Relational databases are based on relational model of data which is powerful and used for a wide variety of information. Users only need to specify the result they want with a query language like SQL. DBMS converts a query into an execution plan which is a tree of operators, based on certain set of rules and cost functions. Execution of the plan is that data flows from the leaves towards the root and the root node produce the final result. Query execution performances depend on both execution plan and performance of operator nodes.

Execution Plan

Xilinx Alveo card can help improve operator performance in following ways:

  1. Instruction parallelism by creating a customized and long pipeline.
  2. Data parallelism by processing multiple rows at the same time.
  3. Customizable memory hierarchy of BRAM/URAM/HBM, providing high bandwidth of memory access to help operators like bloom filter and hash join.

How Vitis Database Library Works

Vitis database library targets to help SQL engine developers to accelerate query execution. It provides three layers of APIs, namely L1 / L2 / L3. Each tackles different parts of the whole processing.
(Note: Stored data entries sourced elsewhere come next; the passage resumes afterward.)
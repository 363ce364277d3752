//! Error types for the APDB module.

use thiserror::Error;

use crate::config::IsolationLevel;

/// Errors that can occur while connecting to or using the association
/// database.
#[derive(Debug, Error)]
pub enum ApdbError {
    /// The connection URL uses a scheme this backend does not handle.
    #[error("unsupported apdb url scheme: {url}")]
    UnsupportedScheme { url: String },

    /// The database could not be opened, e.g. the file does not exist.
    #[error("failed to open apdb {url}: {reason}")]
    Connection { url: String, reason: String },

    /// The configured isolation level cannot be provided by this backend.
    #[error("isolation level {level} is not supported by the sqlite backend")]
    UnsupportedIsolation { level: IsolationLevel },

    /// A query on an open connection failed.
    #[error("apdb query failed: {reason}")]
    Query { reason: String },
}

impl ApdbError {
    /// Creates a connection error for the given URL.
    pub fn connection(url: impl Into<String>, reason: impl Into<String>) -> Self {
        Self::Connection {
            url: url.into(),
            reason: reason.into(),
        }
    }

    /// Creates a query error.
    pub fn query(reason: impl Into<String>) -> Self {
        Self::Query {
            reason: reason.into(),
        }
    }

    /// Whether retrying the run could plausibly succeed.
    ///
    /// Connection and configuration problems need operator intervention;
    /// query failures may be transient (e.g. a locked database).
    pub fn is_retryable(&self) -> bool {
        matches!(self, Self::Query { .. })
    }
}
//! Stage capabilities and the data that flows between them.
//!
//! The pipeline's four stages are external collaborators behind narrow
//! traits: [`CcdProcessor`], [`Differencer`], [`Associator`] and
//! [`ForcedPhotometer`]. Each consumes the previous stage's output and fails
//! with a [`StageError`]; the orchestrator never looks inside a stage.

mod error;
mod traits;
mod types;

pub use error::StageError;
pub use traits::{Associator, CcdProcessor, Differencer, ForcedPhotometer};
pub use types::{
    AssociationResult, DiaObject, DiaSource, DifferenceImage, DifferenceResult, ForcedSource,
    ForcedSourceCatalog, ProcessedExposure, RawExposure, SourceCatalog,
};
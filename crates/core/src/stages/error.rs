//! Error type shared by the stage capabilities.

use thiserror::Error;

use crate::apdb::ApdbError;
use crate::repository::RepositoryError;

/// Errors a pipeline stage can fail with.
///
/// Stage implementations are opaque to the orchestrator, so this enum only
/// distinguishes the failure classes the orchestrator and its callers care
/// about; anything else travels through [`StageError::Other`].
#[derive(Debug, Error)]
pub enum StageError {
    /// An input the stage needs besides the pipeline-provided ones is
    /// missing, such as the reference template for differencing.
    #[error("missing precondition: {what}")]
    MissingPrecondition { what: String },

    /// Loading or persisting an artifact failed during the stage step.
    #[error("artifact access failed: {0}")]
    Repository(#[from] RepositoryError),

    /// The association database could not be reached or used.
    #[error("association database error: {0}")]
    Database(#[from] ApdbError),

    /// The stage's own computation failed.
    #[error("stage computation failed: {reason}")]
    Failed { reason: String },

    /// Any other stage-internal failure.
    #[error(transparent)]
    Other(#[from] anyhow::Error),
}

impl StageError {
    /// Creates a computation-failed error.
    pub fn failed(reason: impl Into<String>) -> Self {
        Self::Failed {
            reason: reason.into(),
        }
    }

    /// Creates a missing-precondition error.
    pub fn missing_precondition(what: impl Into<String>) -> Self {
        Self::MissingPrecondition { what: what.into() }
    }

    /// Whether retrying the run could plausibly succeed.
    pub fn is_retryable(&self) -> bool {
        match self {
            Self::Repository(e) => e.is_retryable(),
            Self::Database(e) => e.is_retryable(),
            Self::MissingPrecondition { .. } | Self::Failed { .. } | Self::Other(_) => false,
        }
    }
}
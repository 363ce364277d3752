use figment::{
    providers::{Env, Format, Toml},
    Figment,
};
use std::path::Path;

use super::{types::PipelineConfig, ConfigError};

/// Load configuration from file with environment variable overrides
pub fn load_config(path: &Path) -> Result<PipelineConfig, ConfigError> {
    if !path.exists() {
        return Err(ConfigError::FileNotFound(path.display().to_string()));
    }

    let config: PipelineConfig = Figment::new()
        .merge(Toml::file(path))
        .merge(Env::prefixed("DIAPIPE_").split("_"))
        .extract()
        .map_err(|e| ConfigError::ParseError(e.to_string()))?;

    Ok(config)
}

/// Load configuration from TOML string (useful for testing)
pub fn load_config_from_str(toml_str: &str) -> Result<PipelineConfig, ConfigError> {
    toml::from_str(toml_str).map_err(|e| ConfigError::ParseError(e.to_string()))
}

#[cfg(test)]
mod tests {
    use super::*;
    use crate::config::IsolationLevel;
    use std::io::Write;
    use tempfile::NamedTempFile;

    #[test]
    fn test_load_config_from_str_valid() {
        let toml = r#"
[apdb]
url = "sqlite://"
isolation_level = "READ_UNCOMMITTED"
"#;
        let config = load_config_from_str(toml).unwrap();
        assert_eq!(config.apdb.url, "sqlite://");
        assert_eq!(config.apdb.isolation_level, IsolationLevel::ReadUncommitted);
    }

    #[test]
    fn test_load_config_from_str_invalid_section_value() {
        let toml = r#"
[differencing]
template = "median_stack"
"#;
        let result = load_config_from_str(toml);
        assert!(result.is_err());
        let err = result.unwrap_err();
        assert!(matches!(err, ConfigError::ParseError(_)));
    }

    #[test]
    fn test_load_config_file_not_found() {
        let result = load_config(Path::new("/nonexistent/config.toml"));
        assert!(result.is_err());
        let err = result.unwrap_err();
        assert!(matches!(err, ConfigError::FileNotFound(_)));
    }

    #[test]
    fn test_load_config_from_file() {
        let mut temp_file = NamedTempFile::new().unwrap();
        writeln!(
            temp_file,
            r#"
[repository]
root = "/data/repo"

[association]
match_radius_arcsec = 2.0
"#
        )
        .unwrap();

        let config = load_config(temp_file.path()).unwrap();
        assert_eq!(config.repository.root.to_string_lossy(), "/data/repo");
        assert_eq!(config.association.match_radius_arcsec, 2.0);
    }
}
  • L3 provide pure software APIs for:
  1. Define data structures to describe input table / output table / operation types and parameters.
  2. Provide combination of operations for acceleration. These combinations are commonly used and easy to fit into the whole execution plan.
  3. Manage multiple FPGA cards automatically, including initialization of OpenCL context, command queue, kernels and buffers.
  4. Break down incoming job, distributing sub jobs among all FPGA cards, pipeline data transfers and kernel executions.
  • L2 APIs are kernels running on FPGA cards. Each time called, they will finish certain processing according to input configs. L2 APIs are combinations of multiple processing units, each unit consists of multiple processing stages. In this way, kernels could both process multiple data at the same time and apply multiple operations to the same data. L2 API design is subject to resource constraints and may differs according to FPGA cards.
  • L1 APIs are basic operators in processing, like filter, aggregator / bloom filter / hash join. They’re all highly optimize HLS design, providing optimal performance. They’re all template design, make them easier to scale and fit into different resource constraint.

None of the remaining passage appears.